Bernie Sanders compares rodeo to D.C. at Dallas campaign rally
A capacity crowd turned out on February 14 for a last-minute campaign rally at the Mesquite Arena, starring presidential candidate Bernie Sanders.
The appearance was announced only five days before, following Sanders' win of the primary in New Hampshire, and it was his only appearance in Texas. His last local appearance was at a campaign rally at a hotel in downtown Dallas in 2016.
A spokesperson for the campaign said the event was booked in Mesquite, home to the Mesquite Rodeo, because that was the only venue available on short notice. The arena holds 5,500 people.

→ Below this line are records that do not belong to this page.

use std::sync::Arc;

use axum::Router;
use axum::body::Body;
use axum::http::{Request, StatusCode, header};
use chrono::{DateTime, Utc};
use folio::seed::{self, SEED_PROFILE_NAME};
use folio::server::{AppState, build_router};
use folio::storage::{ContentStore, MemoryStore, SqliteStore};
use serde_json::{Value, json};
use tower::ServiceExt;

fn app_with(store: Arc<dyn ContentStore>) -> Router {
    build_router(Arc::new(AppState { store }), None)
}

async fn send(app: &Router, request: Request<Body>) -> (StatusCode, Value) {
    let response = app.clone().oneshot(request).await.expect("router is infallible");
    let status = response.status();
    let bytes = axum::body::to_bytes(response.into_body(), usize::MAX)
        .await
        .expect("read body");
    let body = if bytes.is_empty() {
        Value::Null
    } else {
        serde_json::from_slice(&bytes).expect("json body")
    };
    (status, body)
}

async fn get(app: &Router, path: &str) -> (StatusCode, Value) {
    let request = Request::builder().uri(path).body(Body::empty()).unwrap();
    send(app, request).await
}

async fn post_message(app: &Router, body: Value) -> (StatusCode, Value) {
    let request = Request::builder()
        .method("POST")
        .uri("/api/messages")
        .header(header::CONTENT_TYPE, "application/json")
        .body(Body::from(body.to_string()))
        .unwrap();
    send(app, request).await
}

#[tokio::test]
async fn profile_is_404_before_seed_and_200_after() {
    let store: Arc<dyn ContentStore> = Arc::new(MemoryStore::new());
    let app = app_with(store.clone());

    let (status, body) = get(&app, "/api/profile").await;
    assert_eq!(status, StatusCode::NOT_FOUND);
    assert_eq!(body, json!({ "message": "Profile not found" }));

    seed::seed_store(store.as_ref()).unwrap();

    let (status, body) = get(&app, "/api/profile").await;
    assert_eq!(status, StatusCode::OK);
    assert_eq!(body["name"], SEED_PROFILE_NAME);
    assert!(body["githubUrl"].is_string());
    assert!(body["id"].as_i64().unwrap() > 0);
}

#[tokio::test]
async fn skills_empty_then_seeded_in_order() {
    let store: Arc<dyn ContentStore> = Arc::new(MemoryStore::new());
    let app = app_with(store.clone());

    let (status, body) = get(&app, "/api/skills").await;
    assert_eq!(status, StatusCode::OK);
    assert_eq!(body, json!([]));

    seed::seed_store(store.as_ref()).unwrap();

    let (status, body) = get(&app, "/api/skills").await;
    assert_eq!(status, StatusCode::OK);
    let skills = body.as_array().unwrap();
    assert_eq!(skills.len(), 11);

    let names: Vec<&str> = skills.iter().map(|s| s["name"].as_str().unwrap()).collect();
    let expected: Vec<String> = seed::seed_skills().into_iter().map(|s| s.name).collect();
    assert_eq!(names, expected);

    let ids: Vec<i64> = skills.iter().map(|s| s["id"].as_i64().unwrap()).collect();
    assert!(ids.windows(2).all(|w| w[0] < w[1]));
}

#[tokio::test]
async fn list_routes_always_return_arrays() {
    let app = app_with(Arc::new(MemoryStore::new()));
    for path in ["/api/skills", "/api/projects", "/api/experience", "/api/education"] {
        let (status, body) = get(&app, path).await;
        assert_eq!(status, StatusCode::OK, "{}", path);
        assert!(body.is_array(), "{} returned {}", path, body);
    }
}

#[tokio::test]
async fn seeded_projects_experience_and_education() {
    let store: Arc<dyn ContentStore> = Arc::new(SqliteStore::open_in_memory().unwrap());
    seed::seed_store(store.as_ref()).unwrap();
    let app = app_with(store);

    let (_, projects) = get(&app, "/api/projects").await;
    let projects = projects.as_array().unwrap();
    assert_eq!(projects.len(), 6);
    assert_eq!(projects[0]["title"], "Valorant Chatbot");
    assert_eq!(projects[0]["imageUrl"], "/valorant_coach.png");
    assert_eq!(projects[0]["technologies"], json!(["LangChain", "Next.js", "PostgreSQL"]));

    let (_, experience) = get(&app, "/api/experience").await;
    assert_eq!(experience.as_array().unwrap().len(), 1);
    assert_eq!(experience[0]["company"], "Creative Plastering Group");

    let (_, education) = get(&app, "/api/education").await;
    assert_eq!(education[0]["school"], "Monash University");
}

#[tokio::test]
async fn valid_message_is_created_with_id_and_timestamp() {
    let app = app_with(Arc::new(MemoryStore::new()));
    let submitted = Utc::now();

    let (status, first) = post_message(
        &app,
        json!({ "name": "Ada", "email": "ada@example.com", "message": "Hello" }),
    )
    .await;
    assert_eq!(status, StatusCode::CREATED);
    assert_eq!(first["name"], "Ada");
    assert_eq!(first["email"], "ada@example.com");
    assert_eq!(first["message"], "Hello");

    let first_id = first["id"].as_i64().unwrap();
    assert!(first_id > 0);
    let created_at: DateTime<Utc> = first["createdAt"].as_str().unwrap().parse().unwrap();
    assert!(created_at >= submitted);

    let (status, second) = post_message(
        &app,
        json!({ "name": "Grace", "email": "grace@example.com", "message": "Hi" }),
    )
    .await;
    assert_eq!(status, StatusCode::CREATED);
    assert!(second["id"].as_i64().unwrap() > first_id);
}

#[tokio::test]
async fn sqlite_message_is_created() {
    let store: Arc<dyn ContentStore> = Arc::new(SqliteStore::open_in_memory().unwrap());
    let app = app_with(store.clone());
    let submitted = Utc::now();

    let (status, body) = post_message(
        &app,
        json!({ "name": "Ada", "email": "ada@example.com", "message": "Hello" }),
    )
    .await;
    assert_eq!(status, StatusCode::CREATED);
    assert_eq!(body["id"], 1);
    let created_at: DateTime<Utc> = body["createdAt"].as_str().unwrap().parse().unwrap();
    assert!(created_at >= submitted);
    assert_eq!(store.messages().unwrap().len(), 1);
}

#[tokio::test]
async fn missing_or_empty_fields_are_rejected_with_field_path() {
    let app = app_with(Arc::new(MemoryStore::new()));
    let valid = json!({ "name": "Ada", "email": "ada@example.com", "message": "Hello" });

    for field in ["name", "email", "message"] {
        let mut missing = valid.clone();
        missing.as_object_mut().unwrap().remove(field);
        let (status, body) = post_message(&app, missing).await;
        assert_eq!(status, StatusCode::BAD_REQUEST);
        assert_eq!(body["field"], field);
        assert_eq!(body["message"], "Required");

        let mut empty = valid.clone();
        empty[field] = json!("");
        let (status, body) = post_message(&app, empty).await;
        assert_eq!(status, StatusCode::BAD_REQUEST);
        assert_eq!(body["field"], field);
    }
}

#[tokio::test]
async fn only_first_failure_is_reported() {
    let app = app_with(Arc::new(MemoryStore::new()));
    let (status, body) = post_message(&app, json!({ "email": "nope" })).await;
    assert_eq!(status, StatusCode::BAD_REQUEST);
    assert_eq!(body, json!({ "message": "Required", "field": "name" }));
}

#[tokio::test]
async fn malformed_email_is_rejected() {
    let store: Arc<dyn ContentStore> = Arc::new(MemoryStore::new());
    let app = app_with(store.clone());

    let (status, body) = post_message(
        &app,
        json!({ "name": "Ada", "email": "not-an-email", "message": "Hello" }),
    )
    .await;
    assert_eq!(status, StatusCode::BAD_REQUEST);
    assert_eq!(body["field"], "email");
    assert_eq!(body["message"], "Invalid email");
    assert!(store.messages().unwrap().is_empty());
}

#[tokio::test]
async fn unparseable_body_is_a_bad_request() {
    let app = app_with(Arc::new(MemoryStore::new()));
    let request = Request::builder()
        .method("POST")
        .uri("/api/messages")
        .header(header::CONTENT_TYPE, "application/json")
        .body(Body::from("{not json"))
        .unwrap();

    let (status, body) = send(&app, request).await;
    assert_eq!(status, StatusCode::BAD_REQUEST);
    assert_eq!(body["field"], "");
}

#[tokio::test]
async fn unavailable_store_is_a_server_error() {
    let store: Arc<dyn ContentStore> = Arc::new(SqliteStore::open_in_memory().unwrap());
    store.close().unwrap();
    let app = app_with(store);

    let (status, body) = get(&app, "/api/skills").await;
    assert_eq!(status, StatusCode::INTERNAL_SERVER_ERROR);
    assert_eq!(body["message"], "Internal Server Error");

    let (status, _) = post_message(
        &app,
        json!({ "name": "Ada", "email": "ada@example.com", "message": "Hello" }),
    )
    .await;
    assert_eq!(status, StatusCode::INTERNAL_SERVER_ERROR);
}

#[tokio::test]
async fn unknown_api_path_is_404() {
    let app = app_with(Arc::new(MemoryStore::new()));
    let (status, _) = get(&app, "/api/nope").await;
    assert_eq!(status, StatusCode::NOT_FOUND);
}

#[tokio::test]
async fn static_dir_serves_frontend_for_non_api_paths() {
    let dir = tempfile::tempdir().unwrap();
    std::fs::write(dir.path().join("index.html"), "<html>folio</html>").unwrap();

    let state = Arc::new(AppState { store: Arc::new(MemoryStore::new()) });
    let app = build_router(state, Some(dir.path().to_path_buf()));

    let request = Request::builder().uri("/projects/kitsunetic").body(Body::empty()).unwrap();
    let response = app.clone().oneshot(request).await.unwrap();
    assert_eq!(response.status(), StatusCode::OK);
    let bytes = axum::body::to_bytes(response.into_body(), usize::MAX).await.unwrap();
    assert_eq!(&bytes[..], b"<html>folio</html>");

    let (status, body) = get(&app, "/api/skills").await;
    assert_eq!(status, StatusCode::OK);
    assert_eq!(body, json!([]));
}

A line formed down the parking lot, and vendors selling T-shirts, pins, and other memorabilia set up shop along the adjacent grass.
Doors opened at 6 pm, and local band The Vandoliers performed as the crowd milled in. Sanders' remarks were preceded by speakers that included SMU professor Omar Suleiman; LULAC President Domingo Garcia; attorney Lee Merritt; and a representative from the Sunrise Movement, a youth group fighting climate change.
Sanders opened with a joke about the venue. He had a couple good lines, but he definitely saved the best for first.
"I have never been to a rodeo in my life but I do work in Washington, D.C. and I do hear a lot of bullshit," he said. "Bullshit is not anything I'm unfamiliar with."
"Let me begin by making a dramatic announcement," he said. "Are you ready? We're going to win the state of Texas."
He acknowledged that everyone might not agree with everything he stands for, but said that the common ground was the importance of stopping a president whom he called a pathological liar, running a corrupt administration.
Sanders said that the message of his campaign was "us, not me."
"It says that we believe the function of human life is to work together to make a better life for all people," he said.
The other facet of "us, not me" had to do with the idea that true change comes from the bottom and works its way up, and used historical examples including the labor movement, civil rights, the women's movement, gay rights, and the environment.
"What we have got to do is change the political culture of this country," he said. "We need to make people understand that living in a democratic society means you have a responsibility to vote, and especially at this moment in American history. Nobody can sit it out — we gotta be involved."
His priorities include:
- increase minimum wage to $15 per hour
- pay women the same rate as men
- create jobs by rebuilding the country's infrastructure and building affordable housing
- increase funding for low-income Title 1 schools
- increase salary levels for teachers
- expunge college debt
- improve the health care system
- reform the criminal justice system, including ending capital punishment and ending cash bail
- legalize marijuana
- pass bipartisan immigration reform legislation
- shift away from fossil fuels to energy-efficient and sustainable fuel sources
"Donald Trump thinks climate change is a hoax — I think Donald Trump is a hoax," he said.
"We are sick and tired today of massive levels of income and wealth inequality," he said. "We are tired of tax breaks for billionaires while our kids can’t get a decent education. We are at that moment in history where we’re seeing people stand up and fight back and tell the corporate elite that this country belongs to all of us, not just the 1 percent."
"As a U.S. Senator, I know a little about the power of the 1 percent," he said. "I understand that the billionaire class has endless amounts of money, and the ability to buy elections. But at the end of the day, the 1 percent is still only 1 percent."
A poll by the University of Texas/Texas Tribune shows Sanders in first place among candidates in the Texas primary; Texas is the second largest Super Tuesday state, behind California.
Election day is March 3, but early voting begins on February 18.
Other candidates still in the race include Senator Elizabeth Warren, who came to Dallas in March 2019; ex-VP Joe Biden, Pete Buttigieg, Amy Klobuchar, Mike Bloomberg, Tom Steyer, and Tulsi Gabbard.